A line below contains "fn deref(&self) ->", and a later one contains "pub async fn create_pool(config: &DatabaseConfig)". Repeat both, with every line between them, exactly.
------
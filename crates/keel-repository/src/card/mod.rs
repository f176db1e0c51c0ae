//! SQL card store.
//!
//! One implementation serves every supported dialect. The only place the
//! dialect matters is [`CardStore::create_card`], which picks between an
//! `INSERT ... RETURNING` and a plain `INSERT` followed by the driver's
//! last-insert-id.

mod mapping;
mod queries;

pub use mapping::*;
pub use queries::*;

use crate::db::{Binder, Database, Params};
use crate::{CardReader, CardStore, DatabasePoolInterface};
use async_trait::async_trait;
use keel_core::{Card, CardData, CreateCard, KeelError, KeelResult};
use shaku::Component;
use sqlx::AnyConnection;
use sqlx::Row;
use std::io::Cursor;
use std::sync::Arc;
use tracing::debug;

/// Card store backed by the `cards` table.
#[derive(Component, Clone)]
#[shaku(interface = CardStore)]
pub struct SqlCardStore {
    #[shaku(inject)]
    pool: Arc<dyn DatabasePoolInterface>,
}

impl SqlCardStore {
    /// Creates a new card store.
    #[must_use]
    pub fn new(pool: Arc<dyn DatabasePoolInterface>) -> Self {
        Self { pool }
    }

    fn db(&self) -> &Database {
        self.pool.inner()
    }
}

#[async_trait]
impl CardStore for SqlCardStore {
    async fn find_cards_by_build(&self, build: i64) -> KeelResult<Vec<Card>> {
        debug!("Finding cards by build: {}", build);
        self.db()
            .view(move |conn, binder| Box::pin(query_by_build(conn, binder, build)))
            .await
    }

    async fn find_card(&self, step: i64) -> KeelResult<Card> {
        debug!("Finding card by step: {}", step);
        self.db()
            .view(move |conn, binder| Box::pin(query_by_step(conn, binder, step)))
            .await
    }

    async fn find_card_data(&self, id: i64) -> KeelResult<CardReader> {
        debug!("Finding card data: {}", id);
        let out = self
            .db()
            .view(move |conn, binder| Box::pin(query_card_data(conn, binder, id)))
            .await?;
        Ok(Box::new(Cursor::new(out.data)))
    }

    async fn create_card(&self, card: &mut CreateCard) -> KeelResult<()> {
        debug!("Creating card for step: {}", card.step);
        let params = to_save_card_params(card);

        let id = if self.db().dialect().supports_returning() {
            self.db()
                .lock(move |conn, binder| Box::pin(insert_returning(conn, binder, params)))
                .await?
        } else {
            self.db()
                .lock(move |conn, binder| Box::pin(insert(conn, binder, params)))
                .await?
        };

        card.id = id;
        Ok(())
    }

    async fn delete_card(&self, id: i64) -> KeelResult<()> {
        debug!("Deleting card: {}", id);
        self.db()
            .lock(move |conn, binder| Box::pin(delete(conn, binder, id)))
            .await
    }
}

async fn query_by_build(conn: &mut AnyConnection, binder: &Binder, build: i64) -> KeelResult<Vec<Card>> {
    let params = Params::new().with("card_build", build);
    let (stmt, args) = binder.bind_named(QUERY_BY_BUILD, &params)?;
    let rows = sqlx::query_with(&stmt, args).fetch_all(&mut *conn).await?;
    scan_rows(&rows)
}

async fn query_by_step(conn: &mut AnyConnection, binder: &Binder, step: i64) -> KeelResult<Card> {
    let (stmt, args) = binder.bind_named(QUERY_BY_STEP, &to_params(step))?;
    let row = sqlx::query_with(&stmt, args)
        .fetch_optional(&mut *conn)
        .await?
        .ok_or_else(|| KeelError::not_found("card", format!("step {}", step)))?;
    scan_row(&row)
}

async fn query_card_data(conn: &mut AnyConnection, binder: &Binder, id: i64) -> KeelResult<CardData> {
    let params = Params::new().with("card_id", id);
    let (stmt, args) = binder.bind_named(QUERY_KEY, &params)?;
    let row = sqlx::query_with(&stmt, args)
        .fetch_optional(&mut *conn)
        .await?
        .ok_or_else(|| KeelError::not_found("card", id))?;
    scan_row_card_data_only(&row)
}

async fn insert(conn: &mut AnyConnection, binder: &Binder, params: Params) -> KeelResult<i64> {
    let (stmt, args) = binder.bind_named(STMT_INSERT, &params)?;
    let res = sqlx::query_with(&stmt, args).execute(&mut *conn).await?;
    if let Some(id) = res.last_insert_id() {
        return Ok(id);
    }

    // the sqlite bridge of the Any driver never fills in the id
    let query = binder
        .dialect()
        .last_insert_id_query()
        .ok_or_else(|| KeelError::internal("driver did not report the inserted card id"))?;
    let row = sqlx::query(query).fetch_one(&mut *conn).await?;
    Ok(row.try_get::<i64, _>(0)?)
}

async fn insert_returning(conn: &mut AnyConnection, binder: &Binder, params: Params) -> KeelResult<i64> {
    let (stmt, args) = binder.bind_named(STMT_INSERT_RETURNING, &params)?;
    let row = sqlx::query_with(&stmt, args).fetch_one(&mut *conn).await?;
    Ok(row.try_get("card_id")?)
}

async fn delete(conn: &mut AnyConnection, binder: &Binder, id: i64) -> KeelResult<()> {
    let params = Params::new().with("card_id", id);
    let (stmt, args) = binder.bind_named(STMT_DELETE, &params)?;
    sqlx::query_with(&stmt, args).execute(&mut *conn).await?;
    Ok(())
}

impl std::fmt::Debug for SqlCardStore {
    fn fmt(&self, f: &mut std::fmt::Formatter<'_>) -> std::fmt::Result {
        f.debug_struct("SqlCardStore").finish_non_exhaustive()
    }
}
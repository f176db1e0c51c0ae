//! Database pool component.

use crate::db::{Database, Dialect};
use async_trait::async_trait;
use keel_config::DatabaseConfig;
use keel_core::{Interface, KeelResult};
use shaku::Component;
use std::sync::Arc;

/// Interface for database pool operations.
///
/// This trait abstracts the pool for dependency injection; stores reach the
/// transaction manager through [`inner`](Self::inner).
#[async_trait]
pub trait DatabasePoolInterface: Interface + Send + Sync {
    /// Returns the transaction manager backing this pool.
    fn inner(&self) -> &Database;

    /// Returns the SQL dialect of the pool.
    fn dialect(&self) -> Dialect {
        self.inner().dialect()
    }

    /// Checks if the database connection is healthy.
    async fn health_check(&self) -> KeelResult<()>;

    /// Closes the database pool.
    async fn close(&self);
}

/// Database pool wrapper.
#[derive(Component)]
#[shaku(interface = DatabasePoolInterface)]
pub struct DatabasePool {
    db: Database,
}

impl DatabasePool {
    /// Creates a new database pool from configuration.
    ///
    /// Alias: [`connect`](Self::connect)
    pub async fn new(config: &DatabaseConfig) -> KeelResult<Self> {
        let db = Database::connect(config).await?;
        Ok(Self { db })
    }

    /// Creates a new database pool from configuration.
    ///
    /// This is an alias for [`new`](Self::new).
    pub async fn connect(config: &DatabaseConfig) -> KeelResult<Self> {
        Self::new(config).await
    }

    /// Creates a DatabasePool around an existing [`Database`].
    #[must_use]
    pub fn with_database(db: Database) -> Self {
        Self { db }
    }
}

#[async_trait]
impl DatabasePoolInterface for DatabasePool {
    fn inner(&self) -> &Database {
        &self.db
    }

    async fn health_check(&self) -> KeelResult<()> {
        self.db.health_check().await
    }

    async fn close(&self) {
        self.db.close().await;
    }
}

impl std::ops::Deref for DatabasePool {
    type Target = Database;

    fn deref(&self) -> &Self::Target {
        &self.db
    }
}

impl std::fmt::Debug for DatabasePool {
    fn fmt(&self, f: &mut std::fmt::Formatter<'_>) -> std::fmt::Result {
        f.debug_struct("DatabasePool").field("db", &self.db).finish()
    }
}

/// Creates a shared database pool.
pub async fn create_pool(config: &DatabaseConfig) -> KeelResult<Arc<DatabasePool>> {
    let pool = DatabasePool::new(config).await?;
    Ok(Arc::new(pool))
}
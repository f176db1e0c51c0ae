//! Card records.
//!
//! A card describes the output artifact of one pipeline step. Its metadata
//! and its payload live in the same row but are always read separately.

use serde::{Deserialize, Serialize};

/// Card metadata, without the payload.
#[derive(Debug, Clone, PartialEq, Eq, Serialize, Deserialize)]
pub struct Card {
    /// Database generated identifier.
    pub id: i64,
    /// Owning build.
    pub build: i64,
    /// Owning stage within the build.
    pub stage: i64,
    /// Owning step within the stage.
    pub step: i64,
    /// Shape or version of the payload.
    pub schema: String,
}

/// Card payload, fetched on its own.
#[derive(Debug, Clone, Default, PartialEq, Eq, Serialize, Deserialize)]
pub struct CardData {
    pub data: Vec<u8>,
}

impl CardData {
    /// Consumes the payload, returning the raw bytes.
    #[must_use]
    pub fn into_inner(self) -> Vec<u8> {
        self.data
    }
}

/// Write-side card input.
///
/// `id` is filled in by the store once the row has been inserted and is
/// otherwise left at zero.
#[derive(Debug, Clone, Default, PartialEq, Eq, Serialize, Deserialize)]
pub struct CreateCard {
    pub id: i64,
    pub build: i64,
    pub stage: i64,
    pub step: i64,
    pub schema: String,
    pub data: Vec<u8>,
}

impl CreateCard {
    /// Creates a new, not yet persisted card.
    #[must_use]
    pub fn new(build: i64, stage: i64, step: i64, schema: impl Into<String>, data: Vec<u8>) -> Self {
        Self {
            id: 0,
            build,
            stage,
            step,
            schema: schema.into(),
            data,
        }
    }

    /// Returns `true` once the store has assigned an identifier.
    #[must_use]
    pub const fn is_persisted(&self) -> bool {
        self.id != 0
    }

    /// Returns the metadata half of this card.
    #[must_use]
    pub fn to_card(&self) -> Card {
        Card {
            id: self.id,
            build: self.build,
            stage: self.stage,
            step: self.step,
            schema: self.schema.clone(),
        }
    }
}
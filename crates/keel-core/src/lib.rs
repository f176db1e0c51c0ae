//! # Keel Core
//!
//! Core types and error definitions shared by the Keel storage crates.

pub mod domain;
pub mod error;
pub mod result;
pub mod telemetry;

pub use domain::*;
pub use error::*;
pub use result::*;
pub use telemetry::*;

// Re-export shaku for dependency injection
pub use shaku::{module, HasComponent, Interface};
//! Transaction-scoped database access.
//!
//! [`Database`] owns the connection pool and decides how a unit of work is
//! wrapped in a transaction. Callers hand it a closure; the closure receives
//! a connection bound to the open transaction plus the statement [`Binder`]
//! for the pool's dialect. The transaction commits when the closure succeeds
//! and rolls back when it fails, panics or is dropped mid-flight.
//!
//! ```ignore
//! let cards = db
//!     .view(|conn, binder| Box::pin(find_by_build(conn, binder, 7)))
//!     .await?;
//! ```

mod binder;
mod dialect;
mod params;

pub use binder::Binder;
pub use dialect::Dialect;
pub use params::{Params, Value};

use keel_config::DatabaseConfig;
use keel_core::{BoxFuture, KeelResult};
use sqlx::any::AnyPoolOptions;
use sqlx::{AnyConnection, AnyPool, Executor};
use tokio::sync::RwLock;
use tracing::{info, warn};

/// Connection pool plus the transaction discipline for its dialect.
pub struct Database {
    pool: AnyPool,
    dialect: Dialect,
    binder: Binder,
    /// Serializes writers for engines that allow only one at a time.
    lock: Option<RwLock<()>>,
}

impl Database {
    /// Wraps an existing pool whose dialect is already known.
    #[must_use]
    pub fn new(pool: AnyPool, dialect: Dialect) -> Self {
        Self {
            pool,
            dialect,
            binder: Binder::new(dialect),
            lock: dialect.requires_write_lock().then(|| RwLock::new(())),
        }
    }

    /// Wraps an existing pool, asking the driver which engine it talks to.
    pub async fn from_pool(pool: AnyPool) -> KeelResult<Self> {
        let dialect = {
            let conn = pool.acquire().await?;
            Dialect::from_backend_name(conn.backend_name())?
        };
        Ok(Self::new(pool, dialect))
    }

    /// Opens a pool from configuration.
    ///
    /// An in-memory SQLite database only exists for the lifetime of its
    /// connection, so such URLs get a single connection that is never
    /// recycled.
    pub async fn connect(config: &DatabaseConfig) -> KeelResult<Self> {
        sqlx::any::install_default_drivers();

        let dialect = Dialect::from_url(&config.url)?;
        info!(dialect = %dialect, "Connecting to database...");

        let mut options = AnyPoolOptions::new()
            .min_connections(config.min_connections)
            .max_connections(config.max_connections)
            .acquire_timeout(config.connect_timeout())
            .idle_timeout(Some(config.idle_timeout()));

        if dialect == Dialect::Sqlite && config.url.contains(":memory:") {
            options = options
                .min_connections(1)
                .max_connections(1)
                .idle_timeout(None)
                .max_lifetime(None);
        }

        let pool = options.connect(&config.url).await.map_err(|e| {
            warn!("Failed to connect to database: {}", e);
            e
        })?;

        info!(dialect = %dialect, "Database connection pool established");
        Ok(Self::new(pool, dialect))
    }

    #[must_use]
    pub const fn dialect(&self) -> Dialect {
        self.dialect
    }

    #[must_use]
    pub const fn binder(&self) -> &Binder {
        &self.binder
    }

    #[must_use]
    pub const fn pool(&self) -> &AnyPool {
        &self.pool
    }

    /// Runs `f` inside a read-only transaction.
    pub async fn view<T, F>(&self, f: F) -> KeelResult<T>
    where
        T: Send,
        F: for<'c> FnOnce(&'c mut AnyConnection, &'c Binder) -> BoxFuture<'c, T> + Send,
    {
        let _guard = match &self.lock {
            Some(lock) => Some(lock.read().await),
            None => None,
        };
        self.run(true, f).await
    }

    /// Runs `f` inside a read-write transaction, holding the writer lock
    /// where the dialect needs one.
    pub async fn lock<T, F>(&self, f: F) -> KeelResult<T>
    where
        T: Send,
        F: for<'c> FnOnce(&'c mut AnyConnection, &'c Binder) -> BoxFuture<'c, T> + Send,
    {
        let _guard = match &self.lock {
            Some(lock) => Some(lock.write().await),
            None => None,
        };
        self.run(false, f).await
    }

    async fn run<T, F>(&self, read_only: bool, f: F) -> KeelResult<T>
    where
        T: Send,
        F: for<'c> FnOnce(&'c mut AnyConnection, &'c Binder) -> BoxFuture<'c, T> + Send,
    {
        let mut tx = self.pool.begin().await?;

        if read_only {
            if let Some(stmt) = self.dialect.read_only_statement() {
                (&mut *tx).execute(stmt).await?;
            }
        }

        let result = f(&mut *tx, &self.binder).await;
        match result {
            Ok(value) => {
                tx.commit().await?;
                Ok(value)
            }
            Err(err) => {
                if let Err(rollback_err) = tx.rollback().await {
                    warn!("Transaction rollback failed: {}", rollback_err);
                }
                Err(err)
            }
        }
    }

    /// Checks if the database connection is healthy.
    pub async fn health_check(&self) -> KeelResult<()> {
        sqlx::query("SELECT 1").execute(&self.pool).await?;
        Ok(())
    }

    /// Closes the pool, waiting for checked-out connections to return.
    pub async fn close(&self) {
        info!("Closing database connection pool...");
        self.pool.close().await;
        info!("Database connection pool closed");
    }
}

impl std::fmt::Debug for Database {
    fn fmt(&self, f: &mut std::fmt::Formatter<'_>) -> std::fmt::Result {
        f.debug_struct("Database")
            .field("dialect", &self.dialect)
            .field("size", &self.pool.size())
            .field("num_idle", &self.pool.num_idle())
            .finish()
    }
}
------
EXERCISE RESULT:
    fn deref(&self) -> &Self::Target {
        &self.db
    }
}

impl std::fmt::Debug for DatabasePool {
    fn fmt(&self, f: &mut std::fmt::Formatter<'_>) -> std::fmt::Result {
        f.debug_struct("DatabasePool").field("db", &self.db).finish()
    }
}

/// Creates a shared database pool.
pub async fn create_pool(config: &DatabaseConfig) -> KeelResult<Arc<DatabasePool>> {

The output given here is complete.